Trotz mehrfachem abdrücken etc. 
Bin dann einfach mal ne kleine Runde damit gefahren und nach 20km lief er auf einmal "rund"


----------



## carpeta (28. August 2006)

z-martin schrieb:
			
		

> hatte das problem auch mal mit nem conti explorer.
> Trotz mehrfachem abdrücken etc.
> Bin dann einfach mal ne kleine Runde damit gefahren und nach 20km lief er auf einmal "rund"



ja auf die idee bin ich schon mal gekommen, hatte leider nicht soviel erfolg gebracht, wie stark hast du denn den reifen aufgepumpt?  

denk wenn der zuviel druck hat kann er sich nicht richtig setzen und zuwenig ist auch nich gut weil die flanke/felge beschädigt werden kann.....hmmm....


----------



## z-martin (28. August 2006)

Bin den conti mit 3.2 bar gefahren. (ich bin recht schwer, von daher). Die Runde ging ca. 30% über Asphalt, 60% über Schotter und 10% im Wald.


----------



## carpeta (28. August 2006)

hm....ich glaub ich teste es nochmal mit dem fahren aus, hatte mehr druck drauf, was wiegst du denn wenn ich fragen darf? 

ich hab so um die 70kg


----------



## z-martin (28. August 2006)

gute 90kg. Alles Muskelmasse


----------



## fahrbereit (28. August 2006)

carpeta schrieb:
			
		

> ... könnte es sein das die felgenflanke im oberen bereich vielleicht leicht wellig läuft?...

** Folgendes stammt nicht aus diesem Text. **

use super::*;

fn rules() -> UrlRules {
    UrlRules::default()
}

// -----------------------------------------------------------------------
// rewriting
// -----------------------------------------------------------------------

#[test]
fn thumbnail_bucket_is_rewritten_to_originals() {
    let got = normalize_media_url("https://i.pinimg.com/236x/8a/06/c7/x.jpg", &rules()).unwrap();
    assert_eq!(got, "https://i.pinimg.com/originals/8a/06/c7/x.jpg");
}

#[test]
fn every_default_thumbnail_bucket_is_rewritten() {
    for bucket in ["170x", "236x", "474x", "564x", "736x", "1200x"] {
        let raw = format!("https://i.pinimg.com/{bucket}/8a/06/c7/8a06c7cb1f199a52.jpg");
        let got = normalize_media_url(&raw, &rules()).unwrap();
        assert_eq!(
            got, "https://i.pinimg.com/originals/8a/06/c7/8a06c7cb1f199a52.jpg",
            "bucket {bucket}"
        );
    }
}

#[test]
fn originals_url_is_returned_unchanged() {
    let raw = "https://i.pinimg.com/originals/8a/06/c7/8a06c7cb1f199a52d7dca09f74e46bea.jpg";
    assert_eq!(normalize_media_url(raw, &rules()).unwrap(), raw);
}

#[test]
fn normalize_is_idempotent() {
    let once = normalize_media_url("https://i.pinimg.com/736x/ab/cd/ef/pin.png", &rules()).unwrap();
    let twice = normalize_media_url(&once, &rules()).unwrap();
    assert_eq!(once, twice);
}

#[test]
fn surrounding_whitespace_is_ignored() {
    let got = normalize_media_url("  https://i.pinimg.com/474x/aa/bb/cc/y.webp\n", &rules()).unwrap();
    assert_eq!(got, "https://i.pinimg.com/originals/aa/bb/cc/y.webp");
}

#[test]
fn query_string_is_preserved() {
    let got = normalize_media_url("https://i.pinimg.com/564x/aa/bb/cc/y.jpg?v=2", &rules()).unwrap();
    assert_eq!(got, "https://i.pinimg.com/originals/aa/bb/cc/y.jpg?v=2");
}

// -----------------------------------------------------------------------
// rejections
// -----------------------------------------------------------------------

#[test]
fn video_thumbnail_under_originals_is_rejected() {
    let raw = "https://i.pinimg.com/videos/thumbnails/originals/8a/06/c7/8a06c7cb1f199a52d7dca09f74e46bea.0000000.jpg";
    assert_eq!(
        normalize_media_url(raw, &rules()),
        Err(UrlRejection::VideoPlaceholder)
    );
}

#[test]
fn frame_marker_alone_marks_a_video_placeholder() {
    let raw = "https://i.pinimg.com/originals/8a/06/c7/clip.0000001.jpg";
    assert_eq!(
        normalize_media_url(raw, &rules()),
        Err(UrlRejection::VideoPlaceholder)
    );
}

#[test]
fn tiny_buckets_are_rejected_with_or_without_rs_suffix() {
    for bucket in ["30x30", "60x60", "75x75_RS", "140x140_rs"] {
        let raw = format!("https://i.pinimg.com/{bucket}/aa/bb/cc/avatar.jpg");
        assert_eq!(
            normalize_media_url(&raw, &rules()),
            Err(UrlRejection::TinyImage),
            "bucket {bucket}"
        );
    }
}

#[test]
fn unknown_bucket_is_not_guessed() {
    assert_eq!(
        normalize_media_url("https://i.pinimg.com/999x/aa/bb/cc/x.jpg", &rules()),
        Err(UrlRejection::Unrecognized)
    );
}

#[test]
fn thumbnail_without_hash_path_is_unrecognized() {
    assert_eq!(
        normalize_media_url("https://i.pinimg.com/236x/user/profile/x.jpg", &rules()),
        Err(UrlRejection::Unrecognized)
    );
}

#[test]
fn non_http_input_is_unrecognized() {
    for raw in ["", "data:image/png;base64,AAAA", "ftp://host/236x/aa/bb/cc/x.jpg", "not a url"] {
        assert_eq!(
            normalize_media_url(raw, &rules()),
            Err(UrlRejection::Unrecognized),
            "input {raw:?}"
        );
    }
}

#[test]
fn custom_rules_change_the_bucket_set() {
    let rules = UrlRules {
        thumbnail_buckets: vec!["200x".to_string()],
        tiny_size_markers: Vec::new(),
    };
    assert_eq!(
        normalize_media_url("https://i.pinimg.com/200x/aa/bb/cc/x.jpg", &rules).unwrap(),
        "https://i.pinimg.com/originals/aa/bb/cc/x.jpg"
    );
    assert_eq!(
        normalize_media_url("https://i.pinimg.com/236x/aa/bb/cc/x.jpg", &rules),
        Err(UrlRejection::Unrecognized)
    );
    assert_eq!(
        normalize_media_url("https://i.pinimg.com/75x75_RS/aa/bb/cc/x.jpg", &rules),
        Err(UrlRejection::Unrecognized)
    );
}

#[test]
fn rejection_maps_to_ledger_reason() {
    assert_eq!(
        UrlRejection::VideoPlaceholder.reason(),
        RejectionReason::VideoPlaceholder
    );
    assert_eq!(UrlRejection::TinyImage.reason(), RejectionReason::TinyImage);
    assert_eq!(
        UrlRejection::Unrecognized.reason(),
        RejectionReason::UnrecognizedUrl
    );
}
pub mod app_config;
pub mod config;
pub mod error;
pub mod pipeline_config;
pub mod types;

pub use app_config::{AppConfig, Environment};
pub use config::{load_app_config, load_app_config_from_env, load_sift_config, SiftConfig};
pub use error::ConfigError;
pub use pipeline_config::{
    load_pipeline_config, parse_pipeline_config, validate_pipeline, PipelineConfig,
    RatioCatalog,
};
pub use types::{
    AspectRatio, CandidateMedia, CanonicalImage, ClassifiedPost, HookAnalysis, HookCategory,
    HookClassification, HookComponents, ImageItem, PixelSize, PostAuthor, PostRecord, PostStats,
    QualityAssessment, QualityTier, RejectionReason,
};
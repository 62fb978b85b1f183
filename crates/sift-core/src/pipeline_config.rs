//! Pipeline tuning loaded from `config/sift.yaml`.
//!
//! Every key is optional; absent keys fall back to [`PipelineConfig::default`].

use std::path::Path;

use serde::{Deserialize, Serialize};

use crate::types::{AspectRatio, PixelSize};
use crate::ConfigError;

/// Target aspect ratios split into priority tiers, in declaration order.
#[derive(Debug, Clone, PartialEq, Serialize, Deserialize)]
#[serde(default)]
pub struct RatioCatalog {
    pub perfect: Vec<AspectRatio>,
    pub croppable: Vec<AspectRatio>,
}

impl Default for RatioCatalog {
    fn default() -> Self {
        Self {
            perfect: vec![
                AspectRatio::new(9, 16),
                AspectRatio::new(1, 1),
                AspectRatio::new(4, 5),
            ],
            croppable: vec![
                AspectRatio::new(3, 4),
                AspectRatio::new(2, 3),
                AspectRatio::new(5, 8),
            ],
        }
    }
}

#[derive(Debug, Clone, PartialEq, Serialize, Deserialize)]
#[serde(default)]
pub struct PipelineConfig {
    pub target_aspect_ratios: RatioCatalog,
    /// Nominal floor for `max(width, height)`; the classifier applies 80% of it.
    pub min_resolution: u32,
    /// Exact sizes (either orientation) that earn the top score of their tier.
    pub preferred_dimensions: Vec<PixelSize>,
    /// Absolute difference allowed between `w/h` and a catalog ratio.
    pub aspect_tolerance: f64,
    pub stall_patience: u32,
    pub post_stall_patience: u32,
    pub hook_max_length: usize,
    pub slideshow_indicator_words: Vec<String>,
    pub target_count: usize,
    /// Width-only thumbnail buckets that may be rewritten to `originals`.
    pub thumbnail_buckets: Vec<String>,
    /// Size buckets used for avatars and icons; never content.
    pub tiny_size_markers: Vec<String>,
    pub require_dimensions: bool,
    pub slideshows_only: bool,
}

impl Default for PipelineConfig {
    fn default() -> Self {
        Self {
            target_aspect_ratios: RatioCatalog::default(),
            min_resolution: 1000,
            preferred_dimensions: vec![
                PixelSize::new(1080, 1920),
                PixelSize::new(1080, 1080),
                PixelSize::new(1080, 1350),
                PixelSize::new(1080, 1440),
                PixelSize::new(1080, 1620),
                PixelSize::new(1080, 1728),
            ],
            aspect_tolerance: 0.03,
            stall_patience: 15,
            post_stall_patience: 3,
            hook_max_length: 50,
            slideshow_indicator_words: [
                "photo",
                "slideshow",
                "carousel",
                "swipe",
                "album",
                "ImagePost",
                "multi",
                "gallery",
            ]
            .into_iter()
            .map(str::to_string)
            .collect(),
            target_count: 50,
            thumbnail_buckets: ["170x", "236x", "474x", "564x", "736x", "1200x"]
                .into_iter()
                .map(str::to_string)
                .collect(),
            tiny_size_markers: ["30x30", "60x60", "75x75", "140x140"]
                .into_iter()
                .map(str::to_string)
                .collect(),
            require_dimensions: false,
            slideshows_only: true,
        }
    }
}

/// Load and validate the pipeline configuration from a YAML file.
///
/// An empty file yields the defaults.
///
/// # Errors
///
/// Returns `ConfigError` if the file cannot be read, parsed, or fails validation.
pub fn load_pipeline_config(path: &Path) -> Result<PipelineConfig, ConfigError> {
    let content = std::fs::read_to_string(path).map_err(|e| ConfigError::ConfigFileIo {
        path: path.display().to_string(),
        source: e,
    })?;

    let config = parse_pipeline_config(&content)?;
    validate_pipeline(&config)?;

    Ok(config)
}

/// Parse a YAML document into a [`PipelineConfig`] without validating it.
///
/// # Errors
///
/// Returns [`ConfigError::ConfigFileParse`] for malformed YAML or values that
/// do not fit the schema (e.g. a ratio written as `"9-16"`).
pub fn parse_pipeline_config(content: &str) -> Result<PipelineConfig, ConfigError> {
    if content.trim().is_empty() {
        return Ok(PipelineConfig::default());
    }
    Ok(serde_yaml::from_str(content)?)
}

/// Check cross-field constraints that serde cannot express.
///
/// # Errors
///
/// Returns [`ConfigError::Validation`] describing the first violation.
pub fn validate_pipeline(config: &PipelineConfig) -> Result<(), ConfigError> {
    let catalog = &config.target_aspect_ratios;
    if catalog.perfect.is_empty() && catalog.croppable.is_empty() {
        return Err(ConfigError::Validation(
            "target_aspect_ratios must list at least one ratio".to_string(),
        ));
    }

    if !(config.aspect_tolerance > 0.0 && config.aspect_tolerance < 1.0) {
        return Err(ConfigError::Validation(format!(
            "aspect_tolerance {} must be in (0, 1)",
            config.aspect_tolerance
        )));
    }

    if config.hook_max_length == 0 {
        return Err(ConfigError::Validation(
            "hook_max_length must be positive".to_string(),
        ));
    }

    if config.target_count == 0 {
        return Err(ConfigError::Validation(
            "target_count must be positive".to_string(),
        ));
    }

    if let Some(word) = config
        .slideshow_indicator_words
        .iter()
        .find(|w| w.trim().is_empty())
    {
        return Err(ConfigError::Validation(format!(
            "slideshow_indicator_words contains a blank entry: '{word}'"
        )));
    }

    for bucket in &config.thumbnail_buckets {
        if bucket.trim().is_empty() || bucket == "originals" {
            return Err(ConfigError::Validation(format!(
                "invalid thumbnail bucket '{bucket}'"
            )));
        }
    }

    Ok(())
}

#[cfg(test)]
mod tests {
    use super::*;

    #[test]
    fn defaults_pass_validation() {
        assert!(validate_pipeline(&PipelineConfig::default()).is_ok());
    }

    #[test]
    fn empty_document_yields_defaults() {
        let cfg = parse_pipeline_config("  \n").unwrap();
        assert_eq!(cfg, PipelineConfig::default());
    }

    #[test]
    fn partial_document_keeps_other_defaults() {
        let cfg = parse_pipeline_config("aspect_tolerance: 0.1\nhook_max_length: 80\n").unwrap();
        assert!((cfg.aspect_tolerance - 0.1).abs() < f64::EPSILON);
        assert_eq!(cfg.hook_max_length, 80);
        assert_eq!(cfg.min_resolution, 1000);
        assert_eq!(cfg.target_aspect_ratios, RatioCatalog::default());
    }

    #[test]
    fn ratio_strings_are_parsed() {
        let yaml = "target_aspect_ratios:\n  perfect: [\"9:16\"]\n  croppable: [\"2:3\", \"5:8\"]\n";
        let cfg = parse_pipeline_config(yaml).unwrap();
        assert_eq!(cfg.target_aspect_ratios.perfect, vec![AspectRatio::new(9, 16)]);
        assert_eq!(cfg.target_aspect_ratios.croppable.len(), 2);
    }

    #[test]
    fn malformed_ratio_is_a_parse_error() {
        let yaml = "target_aspect_ratios:\n  perfect: [\"9-16\"]\n";
        let err = parse_pipeline_config(yaml).unwrap_err();
        assert!(matches!(err, ConfigError::ConfigFileParse(_)));
    }

    #[test]
    fn preferred_dimensions_are_parsed() {
        let yaml = "preferred_dimensions: [\"1080x1920\", \"720X1280\"]\n";
        let cfg = parse_pipeline_config(yaml).unwrap();
        assert_eq!(
            cfg.preferred_dimensions,
            vec![PixelSize::new(1080, 1920), PixelSize::new(720, 1280)]
        );
    }

    #[test]
    fn validate_rejects_empty_catalog() {
        let mut cfg = PipelineConfig::default();
        cfg.target_aspect_ratios.perfect.clear();
        cfg.target_aspect_ratios.croppable.clear();
        let err = validate_pipeline(&cfg).unwrap_err();
        assert!(err.to_string().contains("at least one ratio"));
    }

    #[test]
    fn validate_rejects_out_of_range_tolerance() {
        for bad in [0.0, -0.1, 1.0, 2.5] {
            let cfg = PipelineConfig {
                aspect_tolerance: bad,
                ..PipelineConfig::default()
            };
            assert!(validate_pipeline(&cfg).is_err(), "tolerance {bad} accepted");
        }
    }

    #[test]
    fn validate_rejects_zero_target_and_hook_length() {
        let cfg = PipelineConfig {
            target_count: 0,
            ..PipelineConfig::default()
        };
        assert!(validate_pipeline(&cfg)
            .unwrap_err()
            .to_string()
            .contains("target_count"));

        let cfg = PipelineConfig {
            hook_max_length: 0,
            ..PipelineConfig::default()
        };
        assert!(validate_pipeline(&cfg)
            .unwrap_err()
            .to_string()
            .contains("hook_max_length"));
    }

    #[test]
    fn validate_rejects_originals_as_thumbnail_bucket() {
        let mut cfg = PipelineConfig::default();
        cfg.thumbnail_buckets.push("originals".to_string());
        assert!(validate_pipeline(&cfg).is_err());
    }

    #[test]
    fn load_pipeline_config_from_repo_file() {
        let path = Path::new(env!("CARGO_MANIFEST_DIR"))
            .join("..")
            .join("..")
            .join("config")
            .join("sift.yaml");
        assert!(path.exists(), "sift.yaml missing at {path:?}");
        let cfg = load_pipeline_config(&path).expect("failed to load sift.yaml");
        assert!(!cfg.target_aspect_ratios.perfect.is_empty());
        assert_eq!(cfg.hook_max_length, 50);
    }

    #[test]
    fn load_pipeline_config_missing_file_is_io_error() {
        let err = load_pipeline_config(Path::new("/definitely/not/here/sift.yaml")).unwrap_err();
        assert!(matches!(err, ConfigError::ConfigFileIo { .. }));
    }
}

schau halt mal auf die flanke von aussen und innen wenn kein reifen aufgezogen ist waerend das rad dreht.
sonst liegts an der montage.


----------



## carpeta (28. August 2006)

z-martin schrieb:
			
		

> gute 90kg. Alles Muskelmasse



bei mir auch auf knapp über nem 1,70m verteilt, hehe  ...... 



			
				fahrbereit schrieb:
			
		

> schau halt mal auf die flanke von aussen und innen wenn kein reifen aufgezogen ist waerend das rad dreht.
> sonst liegts an der montage.



also bei der neuen Felge kann ich´s ausschliessen da die 100% rund läuft, bei den anderen Felgen schau ich mal, is wie schon geschrieben ist es gut möglich das die flanken beschädigt sind, der spezialist der die vorher gefahren ist hatte sehr wenig luft auf den reifen  

besteht die möglichkeit die flanken zu richten wenn die wellig sein sollten?


----------



## MTB-News.de




----------



## SIDDHARTHA (28. August 2006)

Nein gibt es nicht. Entweder es legt sich von selbst oder es ist ein Reklamationsfall. 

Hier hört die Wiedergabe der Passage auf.